Student Loan Forgiveness for Nurses

Are you a nurse or medical technician?

Because you heal people, the federal government wants to make your bank account healthier. Student loan forgiveness for nurses is a thing and something you may be eligible for. If that sounds too good to be true, it’s not. You might actually get a huge chunk of your student loan balance surgically removed.

Of course, this being the government, there are lots of rules. You must have federal student loans, and you must work in the public sector. Even then, you need to make 120 on-time payments first.

There are some other hoops to jump through, too. You can save thousands of dollars if you do. Want to know the details in plain English? Debt.com will break it down for you.
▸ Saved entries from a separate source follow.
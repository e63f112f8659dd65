//! Overall standing: places summed across every criterion of a unit's set.

use std::collections::HashMap;
use std::hash::Hash;

use rust_decimal::Decimal;
use storage::models::{
    CriterionRanking, CriterionTandemRanking, OverallRanking, OverallTandemRanking,
};
use uuid::Uuid;

use crate::criteria::CriterionRegistry;
use crate::participation::{Pair, ParticipationResolver};
use crate::rank::{Better, assign_places};

/// Place substituted for a subject without a ranking in some criterion:
/// one past the worst place anybody got there, or 1 when nobody is ranked.
pub fn penalty_place(places: impl IntoIterator<Item = Decimal>) -> Decimal {
    places
        .into_iter()
        .max()
        .map_or(Decimal::ONE, |worst| worst + Decimal::ONE)
}

/// Sum of places per subject over `keys`, with [`penalty_place`] for gaps.
pub fn places_sums<S>(
    subjects: &[S],
    keys: &[&str],
    places: &HashMap<(String, S), Decimal>,
) -> Vec<(S, Decimal)>
where
    S: Copy + Eq + Hash,
{
    let penalties: HashMap<&str, Decimal> = keys
        .iter()
        .map(|key| {
            let penalty = penalty_place(
                places
                    .iter()
                    .filter(|((criterion, _), _)| criterion == key)
                    .map(|(_, place)| *place),
            );
            (*key, penalty)
        })
        .collect();

    subjects
        .iter()
        .map(|subject| {
            let sum: Decimal = keys
                .iter()
                .map(|key| {
                    places
                        .get(&(key.to_string(), *subject))
                        .copied()
                        .unwrap_or(penalties[key])
                })
                .sum();
            (*subject, sum)
        })
        .collect()
}

#[derive(Debug, Clone, Default, PartialEq, Eq)]
pub struct OverallStanding {
    pub solo: Vec<OverallRanking>,
    pub tandem: Vec<OverallTandemRanking>,
}

/// Builds the overall standing of one competition from its criterion rankings.
#[derive(Debug)]
pub struct OverallAggregator<'a> {
    registry: &'a CriterionRegistry,
}

impl<'a> OverallAggregator<'a> {
    pub fn new(registry: &'a CriterionRegistry) -> Self {
        Self { registry }
    }

    /// Every solo unit and every pair known to `resolver` gets exactly one
    /// row, even with no criterion rankings at all. Rows come out ordered by
    /// place, then by subject.
    pub fn aggregate(
        &self,
        resolver: &ParticipationResolver,
        solo_rows: &[CriterionRanking],
        tandem_rows: &[CriterionTandemRanking],
    ) -> OverallStanding {
        let competition_id = resolver.competition_id();

        let solo_places: HashMap<(String, Uuid), Decimal> = solo_rows
            .iter()
            .filter(|row| row.competition_id == competition_id)
            .map(|row| ((row.criterion.clone(), row.unit_id), Decimal::from(row.place)))
            .collect();
        let tandem_places: HashMap<(String, Pair), Decimal> = tandem_rows
            .iter()
            .filter(|row| row.competition_id == competition_id)
            .map(|row| {
                let pair = Pair {
                    main_unit_id: row.main_unit_id,
                    junior_unit_id: row.junior_unit_id,
                };
                ((row.criterion.clone(), pair), row.place)
            })
            .collect();

        let mut solo_units = resolver.solo_units().to_vec();
        solo_units.sort();
        let mut pairs = resolver.pairs().to_vec();
        pairs.sort();

        let solo_sums = places_sums(&solo_units, &self.registry.solo_keys(), &solo_places);
        let tandem_sums = places_sums(&pairs, &self.registry.tandem_keys(), &tandem_places);

        let solo_sum_of: HashMap<Uuid, Decimal> = solo_sums.iter().copied().collect();
        let mut solo: Vec<OverallRanking> = assign_places(solo_sums, Better::Low)
            .into_iter()
            .map(|(unit_id, place)| OverallRanking {
                competition_id,
                unit_id,
                places_sum: solo_sum_of[&unit_id],
                place: place as i32,
            })
            .collect();
        solo.sort_by_key(|row| (row.place, row.unit_id));

        let tandem_sum_of: HashMap<Pair, Decimal> = tandem_sums.iter().copied().collect();
        let mut tandem: Vec<OverallTandemRanking> = assign_places(tandem_sums, Better::Low)
            .into_iter()
            .map(|(pair, place)| OverallTandemRanking {
                competition_id,
                main_unit_id: pair.main_unit_id,
                junior_unit_id: pair.junior_unit_id,
                places_sum: tandem_sum_of[&pair],
                place: place as i32,
            })
            .collect();
        tandem.sort_by_key(|row| (row.place, row.main_unit_id, row.junior_unit_id));

        OverallStanding { solo, tandem }
    }
}
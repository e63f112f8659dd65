pub mod competition;
pub mod participant_unit;
pub mod participation;
pub mod ranking;
pub mod report;

pub use competition::Competition;
pub use participant_unit::ParticipantUnit;
pub use participation::ParticipationEntry;
pub use ranking::{CriterionRanking, CriterionTandemRanking, OverallRanking, OverallTandemRanking};
pub use report::CriterionReport;
//! Dense ranking of scored subjects.

use rust_decimal::Decimal;
use serde::{Deserialize, Serialize};

/// Which end of the score scale wins.
#[derive(Debug, Clone, Copy, PartialEq, Eq, Serialize, Deserialize)]
#[serde(rename_all = "lowercase")]
pub enum Better {
    High,
    Low,
}

/// Assign dense places to `(subject, score)` pairs.
///
/// Equal scores share a place and the next distinct score continues at
/// `shared_place + 1`, so `[10, 10, 7]` ranks as `[1, 1, 2]`. The output is
/// ordered best first; ties keep their input order.
pub fn assign_places<S>(mut entries: Vec<(S, Decimal)>, better: Better) -> Vec<(S, u32)> {
    match better {
        Better::High => entries.sort_by(|a, b| b.1.cmp(&a.1)),
        Better::Low => entries.sort_by(|a, b| a.1.cmp(&b.1)),
    }

    let mut last_place = 0u32;
    let mut current_place = 0u32;
    let mut previous_score: Option<Decimal> = None;

    entries
        .into_iter()
        .map(|(subject, score)| {
            if previous_score != Some(score) {
                current_place = last_place + 1;
            }
            last_place = current_place;
            previous_score = Some(score);
            (subject, current_place)
        })
        .collect()
}

#[cfg(test)]
mod tests {
    use super::*;
    use rust_decimal_macros::dec;

    fn places(entries: Vec<(&'static str, Decimal)>, better: Better) -> Vec<(&'static str, u32)> {
        assign_places(entries, better)
    }

    #[test]
    fn ties_share_a_place_without_gaps() {
        let ranked = places(
            vec![
                ("a", dec!(10)),
                ("b", dec!(10)),
                ("c", dec!(7)),
                ("d", dec!(5)),
                ("e", dec!(5)),
                ("f", dec!(5)),
            ],
            Better::High,
        );
        let got: Vec<u32> = ranked.iter().map(|(_, place)| *place).collect();
        assert_eq!(got, vec![1, 1, 2, 3, 3, 3]);
    }

    #[test]
    fn direction_flips_the_order() {
        let input = vec![("A", dec!(1)), ("B", dec!(2)), ("C", dec!(1))];

        let low = places(input.clone(), Better::Low);
        assert_eq!(low, vec![("A", 1), ("C", 1), ("B", 2)]);

        let high = places(input, Better::High);
        assert_eq!(high, vec![("B", 1), ("A", 2), ("C", 2)]);
    }

    #[test]
    fn empty_and_single_inputs() {
        assert!(places(Vec::new(), Better::High).is_empty());
        assert_eq!(places(vec![("solo", dec!(0))], Better::Low), vec![("solo", 1)]);
    }

    #[test]
    fn scale_does_not_break_ties() {
        let ranked = places(vec![("a", dec!(1.50)), ("b", dec!(1.5))], Better::High);
        assert_eq!(ranked[0].1, ranked[1].1);
    }

    #[test]
    fn distinct_places_match_distinct_scores() {
        let scores = [3, 9, 3, 1, 9, 4, 4, 4, 0];
        let entries: Vec<(usize, Decimal)> = scores
            .iter()
            .enumerate()
            .map(|(i, score)| (i, Decimal::from(*score)))
            .collect();
        let ranked = assign_places(entries, Better::High);

        let mut distinct: Vec<u32> = ranked.iter().map(|(_, place)| *place).collect();
        distinct.dedup();
        assert_eq!(distinct, vec![1, 2, 3, 4, 5]);
    }
}
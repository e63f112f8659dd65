use chrono::NaiveDate;
use rust_decimal::Decimal;
use serde::Deserialize;
use serde_json::Value;

use super::{CriterionScorer, Evaluation, decode};
use crate::error::PayloadError;

#[derive(Debug, Default, Deserialize)]
#[serde(default)]
struct ReportDelayData {
    due_on: Option<NaiveDate>,
    submitted_on: Option<NaiveDate>,
}

/// Days the annual report arrived after its due date; zero when on time or
/// when either date is missing.
#[derive(Debug, Clone, Copy, Default)]
pub struct ReportDelayScorer;

impl CriterionScorer for ReportDelayScorer {
    fn evaluate(&self, data: &Value) -> Result<Evaluation, PayloadError> {
        let data: ReportDelayData = decode(data)?;
        let days = match (data.due_on, data.submitted_on) {
            (Some(due_on), Some(submitted_on)) => (submitted_on - due_on).num_days().max(0),
            _ => 0,
        };
        Ok(Evaluation::Score(Decimal::from(days)))
    }
}

#[cfg(test)]
mod tests {
    use super::*;
    use rust_decimal_macros::dec;
    use serde_json::json;

    #[test]
    fn late_submission_counts_days() {
        let data = json!({ "due_on": "2025-01-15", "submitted_on": "2025-02-01" });
        assert_eq!(
            ReportDelayScorer.evaluate(&data).unwrap(),
            Evaluation::Score(dec!(17))
        );
    }

    #[test]
    fn early_submission_is_zero() {
        let data = json!({ "due_on": "2025-01-15", "submitted_on": "2025-01-02" });
        assert_eq!(
            ReportDelayScorer.evaluate(&data).unwrap(),
            Evaluation::Score(Decimal::ZERO)
        );
    }
}
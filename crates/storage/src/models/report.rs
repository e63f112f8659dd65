use chrono::{NaiveDateTime, Utc};
use rust_decimal::Decimal;
use serde::{Deserialize, Serialize};
use serde_json::Value;
use sqlx::FromRow;
use uuid::Uuid;

/// Raw submission of one unit for one criterion.
///
/// `data` holds the criterion-specific payload as submitted, including nested
/// line items. `score` is written only when the report is verified.
#[derive(Debug, Clone, Serialize, Deserialize, FromRow)]
pub struct CriterionReport {
    pub report_id: Uuid,
    pub competition_id: Uuid,
    pub unit_id: Uuid,
    pub criterion: String,
    pub verified: bool,
    pub score: Option<Decimal>,
    pub data: Value,
    pub submitted_at: NaiveDateTime,
    pub verified_at: Option<NaiveDateTime>,
}

impl CriterionReport {
    pub fn submitted(
        competition_id: Uuid,
        unit_id: Uuid,
        criterion: impl Into<String>,
        data: Value,
    ) -> Self {
        Self {
            report_id: Uuid::new_v4(),
            competition_id,
            unit_id,
            criterion: criterion.into(),
            verified: false,
            score: None,
            data,
            submitted_at: Utc::now().naive_utc(),
            verified_at: None,
        }
    }

    /// Flags the report as verified, keeping the score unset until a scorer runs.
    pub fn into_verified(mut self) -> Self {
        self.verified = true;
        self.verified_at = Some(Utc::now().naive_utc());
        self
    }
}
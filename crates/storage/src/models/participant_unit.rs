use chrono::{NaiveDate, NaiveDateTime, Utc};
use serde::{Deserialize, Serialize};
use sqlx::FromRow;
use uuid::Uuid;

#[derive(Debug, Clone, Serialize, Deserialize, FromRow)]
pub struct ParticipantUnit {
    pub unit_id: Uuid,
    pub name: String,
    pub founding_date: NaiveDate,
    pub created_at: NaiveDateTime,
}

impl ParticipantUnit {
    pub fn new(name: impl Into<String>, founding_date: NaiveDate) -> Self {
        Self {
            unit_id: Uuid::new_v4(),
            name: name.into(),
            founding_date,
            created_at: Utc::now().naive_utc(),
        }
    }

    /// A unit founded on or after the cutoff is a junior (mentee-eligible) unit.
    pub fn is_junior(&self, cutoff: NaiveDate) -> bool {
        self.founding_date >= cutoff
    }
}

#[cfg(test)]
mod tests {
    use super::*;

    #[test]
    fn founding_on_cutoff_is_junior() {
        let cutoff = NaiveDate::from_ymd_opt(2024, 1, 25).unwrap();
        let unit = ParticipantUnit::new("Polaris", cutoff);
        assert!(unit.is_junior(cutoff));

        let senior = ParticipantUnit::new("Meridian", NaiveDate::from_ymd_opt(2019, 9, 1).unwrap());
        assert!(!senior.is_junior(cutoff));
    }
}
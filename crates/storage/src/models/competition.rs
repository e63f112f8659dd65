use chrono::{NaiveDate, NaiveDateTime, Utc};
use serde::{Deserialize, Serialize};
use sqlx::FromRow;
use uuid::Uuid;

/// Annual contest. Only `status` changes after creation.
#[derive(Debug, Clone, Serialize, Deserialize, FromRow)]
pub struct Competition {
    pub competition_id: Uuid,
    pub name: String,
    pub year: i32,
    pub status: String,
    /// Units founded on or after this date compete as juniors.
    pub junior_cutoff: NaiveDate,
    pub created_at: NaiveDateTime,
}

impl Competition {
    pub fn new(name: impl Into<String>, year: i32, junior_cutoff: NaiveDate) -> Self {
        Self {
            competition_id: Uuid::new_v4(),
            name: name.into(),
            year,
            status: "open".to_string(),
            junior_cutoff,
            created_at: Utc::now().naive_utc(),
        }
    }
}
#1: You must have the right types of loans to enroll in the right federal repayment plan

PSLF only applies to federal student loans taken out through either the Federal Direct Loan Program or the Federal Family Education Loan (FFEL). You can also include Stafford and even Perkins loans if you consolidate them with your other Direct Loan Program or FFEL debts. In other words, you may need to consolidate using something like a Federal Direct Consolidation Loan first.

Once you have your loans consolidated, you must enroll in a federal hardship-based student loan repayment plan. You have three options:

  1. Income Based Repayment (IBR)
  2. Income Contingent Repayment (ICR)
  3. Pay as You Earn (PayE)

These programs match your student loan payments to your income level and family size. This makes it easier to keep up with the payments even on a limited budget. To qualify, your Adjusted Gross Income (AGI) must be no more than 150% of the Federal Poverty Line (FPL) in your state for your family size.

As you can see, there’s a lot of red tape to even become eligible for PSLF. You must enroll in one of the hardship-based repayment plans. In some cases, you may need to consolidate first to ensure all your debts qualify for forgiveness.

ensure all your debts qualify for forgiveness.

#2: You must be employed in the public service sector

PSLF only applies if you work in the public sector. Student loan forgiveness for nurses is possible if you work as a registered nurse (RN) at the local county hospital, for example. However, if you work as an RN at a private nursing home facility, you would not qualify because it’s a private company.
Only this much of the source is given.